A. The Appellate Court Held That an Injury to the Petitioner’s Shoulder Should Be Subject to an Award Based on a Percentage Loss of Use of a Person As a Whole Instead of Loss of Use of an Arm

In Forest Preserve District v. Illinois Workers’ Compensation Comm’n, 2012 IL App (3d) 110077WC, the Appellate Court, Third District, Workers’ Compensation Commission Division considered a case involving a right shoulder injury. The case proceeded to arbitration, and the arbitrator made an award of 25 percent loss of use of a person as a whole. The Commission adopted the decision of the arbitrator, and the circuit court further affirmed the decision. The respondent sought review of the case by the appellate court.
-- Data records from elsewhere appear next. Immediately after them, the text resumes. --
//! Résumé editor core: the document store, its collection operations, the
//! live preview projection, and the bridge to the remote document service.

pub mod config;
pub mod document;
pub mod errors;
pub mod models;
pub mod preview;
pub mod scoring;
pub mod sync;
pub mod telemetry;

pub use config::Config;
pub use document::{CollectionName, DocumentStore, EntityId, FieldPath, FieldValue};
pub use errors::EditorError;
pub use models::{ResumeData, ResumeDocument, Score};
pub use preview::{project, PreviewModel};
pub use sync::{EditorSession, HttpRemote, InMemoryRemote, ResumeRemote};
use tracing_subscriber::{layer::SubscriberExt, util::SubscriberInitExt, EnvFilter};

use crate::config::Config;

/// Installs the global structured-logging subscriber.
///
/// `RUST_LOG` in the environment wins; otherwise the crate logs at the level
/// named in `config.rust_log`. Calling this twice is harmless: the second
/// registration is ignored.
pub fn init_tracing(config: &Config) {
    let filter = EnvFilter::try_from_default_env().unwrap_or_else(|_| {
        EnvFilter::new(format!("{}={}", env!("CARGO_PKG_NAME"), &config.rust_log))
    });

    let _ = tracing_subscriber::registry()
        .with(filter)
        .with(tracing_subscriber::fmt::layer())
        .try_init();

    tracing::info!("Resume editor core v{}", env!("CARGO_PKG_VERSION"));
}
On appeal, the respondent argued that an award based on a person as a whole was improper because the petitioner failed to establish that his injuries prevented him “from pursuing the duties of his usual and customary line of employment,” given that the petitioner returned to his regular job with no modification to his job duties. It was the respondent’s contention that the award should have been based on a percentage loss of use of the arm, pursuant to section 8(e)(10) of the Act. The appellate court upheld the award based on a person as a whole because the plain language of the Act establishes that the arm and shoulder are distinct parts of the body. Therefore, if the petitioner sustained an injury to his shoulder, an award for a percentage loss of use of an arm would be improper. The court relied upon the petitioner’s medical records to support its findings, and noted that those records clearly established an injury to the shoulder, as opposed to the petitioner’s arm. In this case, the appellate court held that an injury to the petitioner’s shoulder should result in an award based on a percentage loss of use of a person as a whole, and not an award based on a percentage loss of use of an arm. Despite the fact that shoulder injuries had routinely resulted in awards based on a percentage loss of use of an arm, the Commission looked to the language of the Act to conclude that this was improper.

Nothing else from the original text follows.